The day began cool and foggy, but by mid-morning the clouds had disappeared, leaving a deep-blue sky and a bright November sun. The first sounds I heard were the blurry calls of Eastern Bluebirds, then the chatter of Carolina Chickadees, Tufted Titmice, Carolina Wrens, Red-bellied Woodpecker, Downy Woodpecker, Eastern Phoebe. A Hermit Thrush called its liquid chup from somewhere deep in the trees. Small songbirds were feeding in the grass here and there – in one place Eastern Bluebirds, a Yellow-rumped Warbler, and one warm-yellow Pine Warbler.

In the Old Field along the dead-end road outside our subdivision, two White-throated Sparrows came out of damp privet thickets into the morning sun, and one of them posed in perfect light on a tall blackberry cane. A big, plump sparrow with a clean white throat that makes it easy to recognize, it’s a stylish-looking bird, with a sense of flair – a gray breast and warm brown, dark-streaked wings and back, a black-and-white striped head, gray face, and deep-yellow mark over the bill.

Just a few yards away, in tall grass on the edge of a power cut, two more modest, rumpled, brown-streaked Song Sparrows also came out to sit in the sun, twitching their long tails nervously. An Eastern Mockingbird appeared, and a male Northern Cardinal – and a tiny, jewel-like Ruby-crowned Kinglet, with its crisp green-gray color and white-ringed eye, flicked in and out of a bush.

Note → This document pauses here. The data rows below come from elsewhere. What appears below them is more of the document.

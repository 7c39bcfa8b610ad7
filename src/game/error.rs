//! Game rule errors
//!
//! Every failed operation on a session leaves its state untouched and
//! reports one of these.

use crate::game::state::ParticipantId;

/// A move or membership change that the rules do not allow
#[derive(Debug, Clone, Copy, PartialEq, Eq, thiserror::Error)]
pub enum Violation {
    #[error("game has not started yet")]
    NotStarted,
    #[error("game is already over")]
    GameOver,
    #[error("it is not this participant's turn")]
    NotYourTurn,
    #[error("participant is no longer active")]
    ParticipantInactive,
    #[error("session is full")]
    SessionFull,
    #[error("participant already in session")]
    DuplicateParticipant,
    #[error("not enough participants to start")]
    NotEnoughParticipants,
}

/// Session state errors
#[derive(Debug, Clone, PartialEq, Eq, thiserror::Error)]
pub enum GameError {
    #[error("{0}")]
    RuleViolation(#[from] Violation),
    #[error("participant {0} not found")]
    ParticipantNotFound(ParticipantId),
    #[error("invariant breach: {0}")]
    InvariantBreach(String),
}

impl GameError {
    /// The violated rule, if this is a rule violation
    pub fn violation(&self) -> Option<Violation> {
        match self {
            GameError::RuleViolation(v) => Some(*v),
            _ => None,
        }
    }

    pub fn is_rule_violation(&self) -> bool {
        matches!(self, GameError::RuleViolation(_))
    }
}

Several White-throated Sparrows and Song Sparrows were calling from hidden spots in the field, dotting the weedy grass and shrubs with their different sounds, and giving me a good chance to compare the dry tseets and ringing chinks of White-throated Sparrows, with the more chirping chips of Song Sparrows. Even after many years of birding, sometimes it seems a lost cause to try to recognize sparrows by their calls because the differences can be pretty subtle and confusing. But I always enjoy trying, and gradually have become familiar with some. There’s something almost magical about recognizing birds by the smallest of sounds, and knowing they’re there without having to see them. Really listening opens a quite amazing new perspective on so much that often goes unnoticed.